Smith Tobacco Barn

The Smith Tobacco Barn is a tobacco drying shed in Dillon County, South Carolina. It is located on the east side of a dirt road about four hundred meters south of the South Carolina State Highways 17-34 and eight hundred meters north of South Carolina State Highway 17-155 and about 1.5 km east of the junction of the South Carolina State Highways 17-22 and 155 He was listed on the National register of Historic Places on December 4, 1984.

Use

Brightleaf tobacco was introduced in South Carolina in the 1880s and 1890s. These plants thrive on the sandy, loamy bottom of the Pee Dee and become smoke- dried. The traditional shed has one or two combustion chambers in which wood or coal was burned. In the 1950s, many scales have been converted to gas or oil firing, as it allowed better temperature regulation.

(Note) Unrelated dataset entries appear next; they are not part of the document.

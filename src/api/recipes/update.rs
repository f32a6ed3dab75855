use axum::extract::{Path, State};
use axum::Json;
use chrono::{DateTime, Utc};
use diesel::prelude::*;
use serde::Deserialize;
use std::sync::Arc;
use utoipa::ToSchema;

use crate::api::ErrorResponse;
use crate::auth::AuthUser;
use crate::authz;
use crate::db::DbPool;
use crate::error::ApiError;
use crate::models::{Author, Difficulty, Recipe};
use crate::schema::{recipes, users};

use super::RecipeWithAuthor;

#[derive(Debug, Clone, Deserialize, ToSchema)]
pub struct UpdateRecipeRequest {
    pub title: Option<String>,
    pub description: Option<String>,
    pub ingredients: Option<Vec<String>>,
    pub instructions: Option<String>,
    pub cooking_time: Option<i32>,
    pub servings: Option<i32>,
    pub difficulty: Option<Difficulty>,
    pub dietary_tags: Option<Vec<String>>,
    pub image_url: Option<String>,
}

#[derive(AsChangeset)]
#[diesel(table_name = recipes)]
struct RecipeChanges<'a> {
    title: Option<&'a str>,
    description: Option<&'a str>,
    ingredients: Option<serde_json::Value>,
    instructions: Option<&'a str>,
    cooking_time: Option<i32>,
    servings: Option<i32>,
    difficulty: Option<&'a str>,
    dietary_tags: Option<serde_json::Value>,
    image_url: Option<&'a str>,
    updated_at: DateTime<Utc>,
}

#[utoipa::path(
    put,
    path = "/api/recipes/{id}",
    tag = "recipes",
    params(
        ("id" = i32, Path, description = "Recipe ID")
    ),
    request_body = UpdateRecipeRequest,
    responses(
        (status = 200, description = "Updated recipe with author", body = RecipeWithAuthor),
        (status = 400, description = "Invalid request", body = ErrorResponse),
        (status = 401, description = "Unauthorized", body = ErrorResponse),
        (status = 403, description = "Not the owner or an admin", body = ErrorResponse),
        (status = 404, description = "Recipe not found", body = ErrorResponse)
    ),
    security(
        ("bearer_auth" = [])
    )
)]
pub async fn update_recipe(
    AuthUser(user): AuthUser,
    State(pool): State<Arc<DbPool>>,
    Path(id): Path<i32>,
    Json(req): Json<UpdateRecipeRequest>,
) -> Result<Json<RecipeWithAuthor>, ApiError> {
    if let Some(ref title) = req.title {
        if title.trim().is_empty() {
            return Err(ApiError::Validation("Title cannot be empty".to_string()));
        }
    }
    if let Some(ref description) = req.description {
        if description.trim().is_empty() {
            return Err(ApiError::Validation(
                "Description cannot be empty".to_string(),
            ));
        }
    }
    if let Some(ref instructions) = req.instructions {
        if instructions.trim().is_empty() {
            return Err(ApiError::Validation(
                "Instructions cannot be empty".to_string(),
            ));
        }
    }
    if req.cooking_time.is_some_and(|t| t <= 0) {
        return Err(ApiError::Validation(
            "Cooking time must be a positive number of minutes".to_string(),
        ));
    }
    if req.servings.is_some_and(|s| s <= 0) {
        return Err(ApiError::Validation(
            "Servings must be a positive number".to_string(),
        ));
    }

    let mut conn = pool.get()?;

    let owner_id: i32 = recipes::table
        .find(id)
        .select(recipes::user_id)
        .first(&mut conn)
        .optional()?
        .ok_or(ApiError::NotFound("Recipe"))?;

    authz::owner_or_admin(&authz::Actor::from(&user), owner_id).require()?;

    let changes = RecipeChanges {
        title: req.title.as_deref().map(str::trim),
        description: req.description.as_deref(),
        ingredients: req.ingredients.as_ref().map(|i| serde_json::json!(i)),
        instructions: req.instructions.as_deref(),
        cooking_time: req.cooking_time,
        servings: req.servings,
        difficulty: req.difficulty.map(Difficulty::as_str),
        dietary_tags: req.dietary_tags.as_ref().map(|t| serde_json::json!(t)),
        image_url: req.image_url.as_deref(),
        updated_at: Utc::now(),
    };

    let recipe: Recipe = diesel::update(recipes::table.find(id))
        .set(&changes)
        .returning(Recipe::as_returning())
        .get_result(&mut conn)?;

    let author: Author = users::table
        .find(recipe.user_id)
        .select(Author::as_select())
        .first(&mut conn)?;

    Ok(Json(RecipeWithAuthor::from_parts(recipe, author)))
}
pub mod create;
pub mod delete;
pub mod get;
pub mod list;
pub mod reviews;
pub mod update;

use axum::routing::get;
use axum::Router;
use chrono::{DateTime, Utc};
use serde::Serialize;
use utoipa::{OpenApi, ToSchema};

use crate::models::{string_list, Author, Recipe};
use crate::AppState;

/// Returns the router for /api/recipes endpoints (mounted at /api/recipes)
pub fn router() -> Router<AppState> {
    Router::new()
        .route("/", get(list::search_recipes).post(create::create_recipe))
        .route(
            "/{id}",
            get(get::get_recipe)
                .put(update::update_recipe)
                .delete(delete::delete_recipe),
        )
        .route(
            "/{id}/reviews",
            get(reviews::list_reviews).post(reviews::add_review),
        )
}

/// Flat JSON projection of a recipe row.
#[derive(Debug, Clone, Serialize, ToSchema)]
pub struct RecipeData {
    pub id: i32,
    pub user_id: i32,
    pub title: String,
    pub description: String,
    pub ingredients: Vec<String>,
    pub instructions: String,
    pub cooking_time: i32,
    pub servings: i32,
    pub difficulty: String,
    pub dietary_tags: Vec<String>,
    pub image_url: Option<String>,
    pub created_at: DateTime<Utc>,
    pub updated_at: DateTime<Utc>,
}

impl From<Recipe> for RecipeData {
    fn from(r: Recipe) -> Self {
        RecipeData {
            id: r.id,
            user_id: r.user_id,
            title: r.title,
            description: r.description,
            ingredients: string_list(&r.ingredients),
            instructions: r.instructions,
            cooking_time: r.cooking_time,
            servings: r.servings,
            difficulty: r.difficulty,
            dietary_tags: string_list(&r.dietary_tags),
            image_url: r.image_url,
            created_at: r.created_at,
            updated_at: r.updated_at,
        }
    }
}

/// Recipe with its author eager-loaded, the shape most list endpoints return.
#[derive(Debug, Clone, Serialize, ToSchema)]
pub struct RecipeWithAuthor {
    #[serde(flatten)]
    pub recipe: RecipeData,
    pub author: Author,
}

impl RecipeWithAuthor {
    pub fn from_parts(recipe: Recipe, author: Author) -> Self {
        RecipeWithAuthor {
            recipe: recipe.into(),
            author,
        }
    }
}

#[derive(OpenApi)]
#[openapi(
    paths(
        create::create_recipe,
        list::search_recipes,
        get::get_recipe,
        update::update_recipe,
        delete::delete_recipe,
        reviews::list_reviews,
        reviews::add_review,
    ),
    components(schemas(
        RecipeData,
        RecipeWithAuthor,
        create::CreateRecipeRequest,
        update::UpdateRecipeRequest,
        reviews::AddReviewRequest,
        reviews::ReviewWithReviewer,
        reviews::ReviewsResponse,
        delete::DeletedResponse,
    ))
)]
pub struct ApiDoc;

The tobacco leaves were placed on poles that were placed on a horizontal support beam in the shed. There were three stages of drying. The first phase was dried the leaves at 40-43 ° C, in the second phase, the temperature is raised to 54-57 ° C, so that the leaves were yellow. Finally, the temperature was raised to 71-77 ° C, to dry the stem.

Description

The shed is rectangular. The gable roof is built of sheet metal and the base of bricks. The walls way up to the eaves are made from sawn timber. At the corners of the bars are joined staked and sealed the cracks with mortar. The gable ends are clad with horizontal Weather thighs. The small rectangular doors in the gables may be opened to vent the interior. In the southern and eastern sides there are supported by posts canopies of sheet metal, the Shadows for winding the Blätterspendeten. In the west there are doors on the ground. The name of JL King and the date 1942 are carved into the cornerstone. Inside the shed was divided by wooden connecting beams into five sections.

At the southern end there is a masonry brick combustion chamber. Older photographs show that the lighting was changed later on fuel.

When the shed for the National Register was nominated, he was no longer used as a tobacco shed, but was considered the best-preserved tobacco shed in Dillon County and in neighboring Marion County from the period between 1895 and the 1950s.